Now, are there perhaps a few true outlier countries where women have it worse than men? Sure. Afghanistan probably fits that bill, as might a few other Islamic nations, though not the majority of them. And even in those cases, it seems worth pointing out that the male experience is still extremely bloody miserable. But if you live in the US or Germany or Sweden or Israel or any other developed Western nation, you are far better off as a woman than a man.

but women have much more toxic gender roles imposed on them, especially nowadays when Roe V Wade is under threat, for example.

Abortion "rights" have nothing to do with gender roles, but about a fundamental disagreement over when life begins. If you believe life begins at conception, the first heartbeat, viability, or some other relatively early point in the pregnancy, then you'd be a complete savage to support virtually unrestricted abortion, since the procedure is tantamount to murder. And if you believe life begins at delivery or some point close to it, then there'd be no morally defensible reason to restrict abortion. As it turns out, women are just as pro-life as men, and the vast majority of Americans support significant restrictions on pregnancy after the first trimester. Most Americans seem unaware of the fact that Roe, already limited in scope by Casey, doesn't protect abortion rights beyond the first trimester as a general rule.

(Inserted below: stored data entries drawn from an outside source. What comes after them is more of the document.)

//! Gmail REST implementation of [`MailboxGateway`].

use std::sync::Arc;

use async_trait::async_trait;
use base64::Engine;
use base64::alphabet;
use base64::engine::general_purpose::{GeneralPurpose, GeneralPurposeConfig, URL_SAFE};
use base64::engine::DecodePaddingMode;
use reqwest::{RequestBuilder, StatusCode};
use serde::de::DeserializeOwned;
use serde::{Deserialize, Serialize};
use tracing::{debug, warn};

use super::auth::GoogleAuth;
use super::{Header, Label, MailboxGateway, MessageRef, RawMessage, UNREAD_LABEL};
use crate::error::MailboxError;

pub const DEFAULT_BASE_URL: &str = "https://gmail.googleapis.com/gmail/v1/users/me";

/// Gmail delivers base64url with or without padding.
const BASE64URL_LENIENT: GeneralPurpose = GeneralPurpose::new(
    &alphabet::URL_SAFE,
    GeneralPurposeConfig::new().with_decode_padding_mode(DecodePaddingMode::Indifferent),
);

// ── Configuration ───────────────────────────────────────────────────

#[derive(Debug, Clone)]
pub struct GmailConfig {
    pub base_url: String,
}

impl Default for GmailConfig {
    fn default() -> Self {
        Self {
            base_url: DEFAULT_BASE_URL.to_string(),
        }
    }
}

impl GmailConfig {
    /// Reads the optional `GMAIL_API_BASE_URL` override.
    pub fn from_env() -> Self {
        match std::env::var("GMAIL_API_BASE_URL") {
            Ok(url) if !url.trim().is_empty() => Self {
                base_url: url.trim().trim_end_matches('/').to_string(),
            },
            _ => Self::default(),
        }
    }
}

// ── Wire types ──────────────────────────────────────────────────────

#[derive(Deserialize)]
struct LabelList {
    #[serde(default)]
    labels: Vec<Label>,
}

#[derive(Serialize)]
#[serde(rename_all = "camelCase")]
struct NewLabel<'a> {
    name: &'a str,
    label_list_visibility: &'a str,
    message_list_visibility: &'a str,
}

#[derive(Deserialize)]
struct CreatedLabel {
    id: String,
}

#[derive(Deserialize)]
#[serde(rename_all = "camelCase")]
struct MessageList {
    #[serde(default)]
    messages: Vec<MessageListEntry>,
    next_page_token: Option<String>,
}

#[derive(Deserialize)]
#[serde(rename_all = "camelCase")]
struct MessageListEntry {
    id: String,
    #[serde(default)]
    thread_id: String,
}

#[derive(Deserialize)]
#[serde(rename_all = "camelCase")]
struct FullMessage {
    id: String,
    #[serde(default)]
    thread_id: String,
    #[serde(default)]
    label_ids: Vec<String>,
    #[serde(default)]
    payload: MessagePart,
}

#[derive(Deserialize, Default)]
#[serde(rename_all = "camelCase")]
struct MessagePart {
    #[serde(default)]
    mime_type: String,
    #[serde(default)]
    headers: Vec<WireHeader>,
    #[serde(default)]
    body: PartBody,
    #[serde(default)]
    parts: Vec<MessagePart>,
}

#[derive(Deserialize)]
struct WireHeader {
    name: String,
    value: String,
}

#[derive(Deserialize, Default)]
struct PartBody {
    data: Option<String>,
}

#[derive(Serialize)]
#[serde(rename_all = "camelCase")]
struct ModifyRequest<'a> {
    add_label_ids: &'a [String],
    remove_label_ids: &'a [String],
}

#[derive(Serialize)]
#[serde(rename_all = "camelCase")]
struct SendRequest<'a> {
    raw: String,
    #[serde(skip_serializing_if = "str::is_empty")]
    thread_id: &'a str,
}

#[derive(Deserialize)]
struct SentMessage {
    id: String,
}

// ── Gateway ─────────────────────────────────────────────────────────

/// Gmail API client authenticated with a [`GoogleAuth`] token provider.
pub struct GmailGateway {
    config: GmailConfig,
    http: reqwest::Client,
    auth: Arc<GoogleAuth>,
}

impl GmailGateway {
    pub fn new(config: GmailConfig, http: reqwest::Client, auth: Arc<GoogleAuth>) -> Self {
        Self { config, http, auth }
    }

    fn url(&self, path: &str) -> String {
        format!("{}/{}", self.config.base_url, path)
    }

    async fn call<T: DeserializeOwned>(
        &self,
        request: RequestBuilder,
        what: &str,
    ) -> Result<T, MailboxError> {
        let token = self.auth.access_token().await?;
        let response = request
            .bearer_auth(token)
            .send()
            .await
            .map_err(|e| MailboxError::RequestFailed {
                reason: format!("{what}: {e}"),
            })?;

        let status = response.status();
        if !status.is_success() {
            let body = response.text().await.unwrap_or_default();
            return Err(match status {
                StatusCode::UNAUTHORIZED | StatusCode::FORBIDDEN => {
                    if status == StatusCode::UNAUTHORIZED {
                        self.auth.invalidate().await;
                    }
                    MailboxError::AuthFailed {
                        reason: format!("{what} returned {status}: {body}"),
                    }
                }
                StatusCode::TOO_MANY_REQUESTS => MailboxError::RateLimited,
                _ => MailboxError::RequestFailed {
                    reason: format!("{what} returned {status}: {body}"),
                },
            });
        }

        response
            .json()
            .await
            .map_err(|e| MailboxError::InvalidResponse {
                reason: format!("{what}: {e}"),
            })
    }
}

#[async_trait]
impl MailboxGateway for GmailGateway {
    async fn list_labels(&self) -> Result<Vec<Label>, MailboxError> {
        let list: LabelList = self
            .call(self.http.get(self.url("labels")), "labels.list")
            .await?;
        Ok(list.labels)
    }

    async fn create_label(&self, name: &str) -> Result<String, MailboxError> {
        let request = self.http.post(self.url("labels")).json(&NewLabel {
            name,
            label_list_visibility: "labelShow",
            message_list_visibility: "show",
        });
        let created: CreatedLabel = self.call(request, "labels.create").await?;
        debug!(label = %name, id = %created.id, "Created label");
        Ok(created.id)
    }

    async fn list_unread_by_label(&self, label_id: &str) -> Result<Vec<MessageRef>, MailboxError> {
        let mut refs = Vec::new();
        let mut page_token: Option<String> = None;

        loop {
            let mut request = self.http.get(self.url("messages")).query(&[
                ("labelIds", label_id),
                ("labelIds", UNREAD_LABEL),
                ("q", "is:unread"),
            ]);
            if let Some(token) = &page_token {
                request = request.query(&[("pageToken", token.as_str())]);
            }

            let page: MessageList = self.call(request, "messages.list").await?;
            refs.extend(page.messages.into_iter().map(|m| MessageRef {
                id: m.id,
                thread_id: m.thread_id,
            }));

            match page.next_page_token.filter(|t| !t.is_empty()) {
                Some(next) => page_token = Some(next),
                None => break,
            }
        }

        debug!(label_id, count = refs.len(), "Listed unread messages");
        Ok(refs)
    }

    async fn get_message(&self, id: &str) -> Result<RawMessage, MailboxError> {
        let request = self
            .http
            .get(self.url(&format!("messages/{id}")))
            .query(&[("format", "full")]);
        let message: FullMessage = self.call(request, "messages.get").await?;

        let body = match extract_body_data(&message.payload) {
            Some(data) => decode_base64url(data)?,
            None => {
                warn!(id = %message.id, "Message has no body data");
                Vec::new()
            }
        };

        Ok(RawMessage {
            id: message.id,
            thread_id: message.thread_id,
            headers: message
                .payload
                .headers
                .into_iter()
                .map(|h| Header {
                    name: h.name,
                    value: h.value,
                })
                .collect(),
            body,
            label_ids: message.label_ids,
        })
    }

    async fn modify_labels(
        &self,
        id: &str,
        add: &[String],
        remove: &[String],
    ) -> Result<(), MailboxError> {
        let request = self
            .http
            .post(self.url(&format!("messages/{id}/modify")))
            .json(&ModifyRequest {
                add_label_ids: add,
                remove_label_ids: remove,
            });
        let _: serde_json::Value = self.call(request, "messages.modify").await?;
        Ok(())
    }

    async fn send(&self, raw: &[u8], thread_id: &str) -> Result<String, MailboxError> {
        let request = self.http.post(self.url("messages/send")).json(&SendRequest {
            raw: URL_SAFE.encode(raw),
            thread_id,
        });
        let sent: SentMessage = self.call(request, "messages.send").await?;
        Ok(sent.id)
    }
}

/// Encoded body of a message: a `text/plain` part anywhere in the tree,
/// else the first part's data, else the top-level body.
fn extract_body_data(payload: &MessagePart) -> Option<&str> {
    find_plain_text(payload)
        .or_else(|| payload.parts.first().and_then(|p| p.body.data.as_deref()))
        .or(payload.body.data.as_deref())
        .filter(|d| !d.is_empty())
}

fn find_plain_text(part: &MessagePart) -> Option<&str> {
    if part.mime_type.eq_ignore_ascii_case("text/plain") {
        if let Some(data) = part.body.data.as_deref().filter(|d| !d.is_empty()) {
            return Some(data);
        }
    }
    part.parts.iter().find_map(find_plain_text)
}

pub(crate) fn decode_base64url(data: &str) -> Result<Vec<u8>, MailboxError> {
    BASE64URL_LENIENT
        .decode(data.trim())
        .map_err(|e| MailboxError::InvalidResponse {
            reason: format!("body is not base64url: {e}"),
        })
}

There are two other points in re abortion that need to be mentioned. First, the "bodily autonomy" argument doesn't carry much weight. In part that is because the people making this argument seem unwilling to make the same argument when it comes to the right to smoke crack or to engage in prostitution or to sell one's kidney on the open market. And in part because even if a woman were forced to carry a pregnancy to term, there would be no legal compulsion that she raise it thereafter (see: safe abandonment), nor that she behave responsibly while pregnant. She could, if she so chose, drink like a sailor throughout the pregnancy and produce a child with fetal alcohol syndrome with zero legal consequences.

Second, if women ceased to have post-coital control over pregnancy, that would merely level the playing field with men. No reasonable man believes they should be able to force a woman to abort, but surely men shouldn't have to finance the unilateral decisions of women to reproduce? Except of course that we do. We have no say, and even if we used and condom and were clear that we didn't want kids, we are still on the hook for child support. So for men, the law treats consent to sex as consent to paternity, but it doesn't do that to women. Unless we plan to create parity for men (see: paper abortion), it's hard to be especially sympathetic to women who claim their rights are being infringed over their inability to carry out what many people reasonably see as a murder motivated by convenience.